The House bill on the schedule Wednesday would scrape together $8 billion to keep programs going through Dec. 18, but the Senate is moving in a different direction. Senate Republican leaders are trying to quickly cobble together a longer-term, more comprehensive bill that would pay for programs for possibly as long as six years.
Congress is under pressure to act quickly. Authority for transportation programs expires on July 31, which would eliminate the Transportation Department’s ability to process promised aid payments to states. But simply renewing the department’s authorization isn’t enough.
Without an infusion of cash, the balance in the federal Highway Trust Fund is forecast to drop below $4 billion — the minimum cushion needed to keep money to flowing to states without interruption — by the end of this month.
Senate Majority Leader Mitch McConnell, R-Ky., has said he wants a bill that will fund programs at least through next year’s election. The biggest holdup has been how to pay for a long-term bill since most lawmakers don’t want to raise federal gasoline taxes, the chief source of revenue for the programs.

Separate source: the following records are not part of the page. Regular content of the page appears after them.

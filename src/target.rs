//! Target descriptor: where a request is forwarded to.

use std::fmt;
use std::str::FromStr;

use http::Uri;

use crate::error::Error;

/// The scheme, host, optional port and optional base path of a backend,
/// parsed from a target string such as `https://backend.internal:8443/api`.
///
/// Query and fragment of the target string are ignored.
#[derive(Clone, Debug, Eq, PartialEq)]
pub struct Target {
    scheme: String,
    host: String,
    port: Option<u16>,
    path: String,
}

impl Target {
    pub fn scheme(&self) -> &str { &self.scheme }
    pub fn host(&self) -> &str { &self.host }
    pub fn port(&self) -> Option<u16> { self.port }

    /// Base path prefix. Empty when the target string has none.
    pub fn path(&self) -> &str { &self.path }

    /// The port the rewritten URI carries: the explicit one, else the
    /// well-known port of `http`/`https`, else none. Port `0` counts as absent.
    pub fn effective_port(&self) -> Option<u16> {
        self.port.filter(|&port| port != 0).or(match self.scheme.as_str() {
            "http" => Some(80),
            "https" => Some(443),
            _ => None,
        })
    }
}

impl FromStr for Target {
    type Err = Error;

    fn from_str(s: &str) -> Result<Self, Self::Err> {
        let uri: Uri = s.parse().map_err(|source| Error::MalformedTarget {
            target: s.to_owned(),
            source,
        })?;

        let (Some(scheme), Some(host)) = (uri.scheme_str(), uri.host()) else {
            return Err(Error::IncompleteTarget(s.to_owned()));
        };
        if host.is_empty() {
            return Err(Error::IncompleteTarget(s.to_owned()));
        }

        Ok(Self {
            scheme: scheme.to_ascii_lowercase(),
            host: host.to_owned(),
            port: uri.port_u16(),
            path: base_path(s, &uri).to_owned(),
        })
    }
}

// `Uri::path` reports `/` for `http://host` as well as `http://host/`; only
// the latter names a base path.
fn base_path<'a>(raw: &str, uri: &'a Uri) -> &'a str {
    let after_authority = raw
        .split_once("://")
        .zip(uri.authority())
        .and_then(|((_, rest), authority)| rest.strip_prefix(authority.as_str()));

    match after_authority {
        Some(rest) if rest.starts_with('/') => uri.path(),
        _ => "",
    }
}

impl fmt::Display for Target {
    fn fmt(&self, f: &mut fmt::Formatter<'_>) -> fmt::Result {
        write!(f, "{}://{}", self.scheme, self.host)?;
        if let Some(port) = self.port {
            write!(f, ":{port}")?;
        }
        f.write_str(&self.path)
    }
}

#[cfg(test)]
mod tests {
    use super::*;

    #[test]
    fn parses_all_parts() {
        let t: Target = "https://backend.internal:8443/api/?debug=1".parse().unwrap();
        assert_eq!(t.scheme(), "https");
        assert_eq!(t.host(), "backend.internal");
        assert_eq!(t.port(), Some(8443));
        assert_eq!(t.path(), "/api/");
        assert_eq!(t.to_string(), "https://backend.internal:8443/api/");
    }

    #[test]
    fn bare_origin_has_no_path() {
        let t: Target = "https://a.example".parse().unwrap();
        assert_eq!(t.path(), "");

        let t: Target = "https://a.example/".parse().unwrap();
        assert_eq!(t.path(), "/");
    }

    #[test]
    fn default_ports() {
        let http: Target = "http://a.example".parse().unwrap();
        let https: Target = "https://a.example".parse().unwrap();
        let ftp: Target = "ftp://a.example".parse().unwrap();

        assert_eq!(http.port(), None);
        assert_eq!(http.effective_port(), Some(80));
        assert_eq!(https.effective_port(), Some(443));
        assert_eq!(ftp.effective_port(), None);
    }

    #[test]
    fn explicit_port_beats_default() {
        let t: Target = "http://a.example:8080".parse().unwrap();
        assert_eq!(t.effective_port(), Some(8080));
    }

    #[test]
    fn zero_port_falls_back_to_default() {
        let t: Target = "http://a.example:0".parse().unwrap();
        assert_eq!(t.port(), Some(0));
        assert_eq!(t.effective_port(), Some(80));

        let t: Target = "ftp://a.example:0".parse().unwrap();
        assert_eq!(t.effective_port(), None);
    }

    #[test]
    fn scheme_is_lowercased() {
        let t: Target = "HTTPS://a.example".parse().unwrap();
        assert_eq!(t.scheme(), "https");
        assert_eq!(t.effective_port(), Some(443));
    }

    #[test]
    fn rejects_garbage() {
        let err = "http://bad host/".parse::<Target>().unwrap_err();
        assert!(matches!(err, Error::MalformedTarget { .. }), "{err:?}");
    }

    #[test]
    fn rejects_target_without_scheme() {
        let err = "backend.internal:8080".parse::<Target>().unwrap_err();
        assert!(matches!(err, Error::IncompleteTarget(_)), "{err:?}");

        let err = "/just/a/path".parse::<Target>().unwrap_err();
        assert!(matches!(err, Error::IncompleteTarget(_)), "{err:?}");
    }
}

In a closed-door GOP meeting on Tuesday, Senate Finance Committee Chairman Orrin Hatch, R-Utah, unveiled a list of revenue increases and spending cuts that could be used to fund a longer-term bill, but some of the proposals are controversial.
“I like the idea of a long-term bill, but there are a lot of different issues on the pay-fors,” said Sen. Susan Collins, R-Maine. She said she is unhappy with some of the proposals, but she declined to describe them.

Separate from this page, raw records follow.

//! Adapter backed by the `hyper-util` legacy client.

use std::time::Duration;

use bytes::Bytes;
use http::Version;
use http_body_util::{BodyExt, Full};
use hyper_util::client::legacy::Client;
use hyper_util::client::legacy::connect::HttpConnector;
use hyper_util::rt::TokioExecutor;
use tracing::debug;

use super::Adapter;
use crate::error::{Error, Result};
use crate::filter::BoxFuture;
use crate::request::Request;
use crate::response::Response;

/// Sends requests over plain HTTP/1.1 with a pooled hyper client.
///
/// The response body is collected in full before it enters the pipeline.
/// Cloning shares the connection pool.
///
/// ```rust,no_run
/// use std::time::Duration;
/// use relayer::{HyperAdapter, Proxy};
///
/// let adapter = HyperAdapter::builder()
///     .timeout(Duration::from_secs(10))
///     .build();
/// let _proxy = Proxy::new(adapter);
/// ```
#[derive(Clone, Debug)]
pub struct HyperAdapter {
    client: Client<HttpConnector, Full<Bytes>>,
    timeout: Option<Duration>,
}

impl HyperAdapter {
    /// Adapter with hyper's pool defaults and no timeout.
    pub fn new() -> Self {
        Self::builder().build()
    }

    pub fn builder() -> HyperAdapterBuilder {
        HyperAdapterBuilder { timeout: None, pool_idle_timeout: None, pool_max_idle_per_host: None }
    }
}

impl Default for HyperAdapter {
    fn default() -> Self { Self::new() }
}

impl Adapter for HyperAdapter {
    fn send(&self, request: Request) -> BoxFuture<Result<Response>> {
        let client = self.client.clone();
        let timeout = self.timeout;

        Box::pin(async move {
            let mut req = request.into_inner().map(Full::new);
            // The outbound leg is always HTTP/1.1, whatever the client spoke.
            *req.version_mut() = Version::HTTP_11;
            debug!(method = %req.method(), uri = %req.uri(), "sending upstream");

            let exchange = async move {
                let res = client.request(req).await.map_err(Error::transport)?;
                let (parts, body) = res.into_parts();
                let body = body.collect().await.map_err(Error::transport)?.to_bytes();
                Ok::<_, Error>(Response::from(http::Response::from_parts(parts, body)))
            };

            match timeout {
                Some(limit) => tokio::time::timeout(limit, exchange)
                    .await
                    .map_err(|_| Error::Timeout(limit))?,
                None => exchange.await,
            }
        })
    }
}

/// Fluent builder for [`HyperAdapter`].
pub struct HyperAdapterBuilder {
    timeout: Option<Duration>,
    pool_idle_timeout: Option<Duration>,
    pool_max_idle_per_host: Option<usize>,
}

impl HyperAdapterBuilder {
    /// Upper bound for one exchange, from connect until the body is read.
    pub fn timeout(mut self, timeout: Duration) -> Self {
        self.timeout = Some(timeout);
        self
    }

    pub fn pool_idle_timeout(mut self, timeout: Duration) -> Self {
        self.pool_idle_timeout = Some(timeout);
        self
    }

    pub fn pool_max_idle_per_host(mut self, max: usize) -> Self {
        self.pool_max_idle_per_host = Some(max);
        self
    }

    pub fn build(self) -> HyperAdapter {
        let mut builder = Client::builder(TokioExecutor::new());
        if let Some(timeout) = self.pool_idle_timeout {
            builder.pool_idle_timeout(timeout);
        }
        if let Some(max) = self.pool_max_idle_per_host {
            builder.pool_max_idle_per_host(max);
        }
        HyperAdapter { client: builder.build_http(), timeout: self.timeout }
    }
}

Senate Minority Leader Harry Reid, D-Nev., said he understands the Republican offsets include changes in federal employee pensions. He said he would oppose anything along those lines, since Congress recently passed legislation in that area.
If the Senate can’t reach agreement on a longer bill, GOP leaders are likely to accept the House’s short-term extension bill.

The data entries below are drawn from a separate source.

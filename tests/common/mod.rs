//! Shared utilities for integration tests.

#![allow(dead_code)]

use std::sync::atomic::{AtomicUsize, Ordering};
use std::sync::{Arc, Mutex};

use bytes::Bytes;
use relayer::{BoxFuture, Error, Next, Request, Response, Result};
use tokio::io::{AsyncReadExt, AsyncWriteExt};
use tokio::net::TcpListener;
use tokio::sync::oneshot;

/// Builds an inbound request with an empty body.
pub fn get(uri: &str) -> Request {
    http::Request::get(uri).body(Bytes::new()).unwrap().into()
}

/// Shared, ordered record of pipeline events.
pub type Trace = Arc<Mutex<Vec<String>>>;

/// A filter that records `<name>:pre` and `<name>:post` around `next`.
pub fn tracer(
    name: &'static str,
    trace: Trace,
) -> impl Fn(Request, Response, Next) -> BoxFuture<Result<Response>> + Send + Sync + 'static {
    move |req: Request, res: Response, next: Next| -> BoxFuture<Result<Response>> {
        let trace = Arc::clone(&trace);
        Box::pin(async move {
            trace.lock().unwrap().push(format!("{name}:pre"));
            let res = next.run(req, res).await?;
            trace.lock().unwrap().push(format!("{name}:post"));
            Ok::<_, Error>(res)
        })
    }
}

/// An adapter that counts calls, records the outbound URI and answers `200`.
#[derive(Clone, Default)]
pub struct RecordingAdapter {
    pub calls: Arc<AtomicUsize>,
    pub uris: Arc<Mutex<Vec<String>>>,
    pub trace: Option<Trace>,
}

impl RecordingAdapter {
    pub fn traced(trace: Trace) -> Self {
        Self { trace: Some(trace), ..Self::default() }
    }

    pub fn calls(&self) -> usize {
        self.calls.load(Ordering::SeqCst)
    }

    pub fn last_uri(&self) -> Option<String> {
        self.uris.lock().unwrap().last().cloned()
    }
}

impl relayer::Adapter for RecordingAdapter {
    fn send(&self, request: Request) -> BoxFuture<Result<Response>> {
        self.calls.fetch_add(1, Ordering::SeqCst);
        self.uris.lock().unwrap().push(request.uri().to_string());
        if let Some(trace) = &self.trace {
            trace.lock().unwrap().push("transport".to_owned());
        }
        Box::pin(async { Ok::<_, Error>(Response::text("from backend")) })
    }
}

/// Start a one-shot raw HTTP backend on an ephemeral port.
///
/// Returns the address and a receiver for the request head it saw.
pub async fn start_mock_backend(status: &'static str, body: &'static str) -> (std::net::SocketAddr, oneshot::Receiver<String>) {
    start_mock_backend_with(status, &[], body.as_bytes()).await
}

/// Like [`start_mock_backend`], with extra response headers and a raw body.
pub async fn start_mock_backend_with(
    status: &'static str,
    headers: &'static [(&'static str, &'static str)],
    body: &'static [u8],
) -> (std::net::SocketAddr, oneshot::Receiver<String>) {
    let listener = TcpListener::bind("127.0.0.1:0").await.unwrap();
    let addr = listener.local_addr().unwrap();
    let (tx, rx) = oneshot::channel();

    tokio::spawn(async move {
        let (mut socket, _) = listener.accept().await.unwrap();

        let mut head = Vec::new();
        let mut buf = [0u8; 1024];
        while !head.windows(4).any(|w| w == b"\r\n\r\n") {
            let n = socket.read(&mut buf).await.unwrap();
            if n == 0 {
                break;
            }
            head.extend_from_slice(&buf[..n]);
        }
        let _ = tx.send(String::from_utf8_lossy(&head).into_owned());

        let mut response = format!("HTTP/1.1 {status}\r\nContent-Length: {}\r\nConnection: close\r\n", body.len());
        for (name, value) in headers {
            response.push_str(&format!("{name}: {value}\r\n"));
        }
        response.push_str("\r\n");

        let mut response = response.into_bytes();
        response.extend_from_slice(body);
        let _ = socket.write_all(&response).await;
        let _ = socket.shutdown().await;
    });

    (addr, rx)
}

Rep. Bill Shuster, R-Pa., chairman of the House transportation committee, said the five-month bill is necessary to buy more time to work on a longer measure.
“I believe we can get there, but we can’t get there in the next three weeks,” he said.
Lawmakers in both parties, as well as the White House, say a six-year bill would relieve states of the nearly constant uncertainty over whether they can count on federal aid. Some states have delayed or shelved construction projects this year rather than wait for Congress to settle on a solution.
Transportation Secretary Anthony Foxx has warned states that he will start slowing down payments on Aug. 1.
Federal fuel taxes and other fees bring in about $35 billion a year, while the government spends about $50 billion. The gas tax hasn’t been increased since 1993.
The biggest source of revenue to pay for the House bill — $3.2 billion — comes from an accounting maneuver involving security fees paid by airline passengers. Two years ago, Congress increased the fees and dedicated the additional money to pay for highway construction projects for 10 years.
The new bill would leave the fees unchanged, but continue dedicating the money to highways for an additional two years.
Much of the rest of the money would come from stepping up tax enforcement, an approach that drew scorn from some Democrats who complained that Republicans are leaning on tax agents for more revenue even as they continue to cut the IRS’s budget.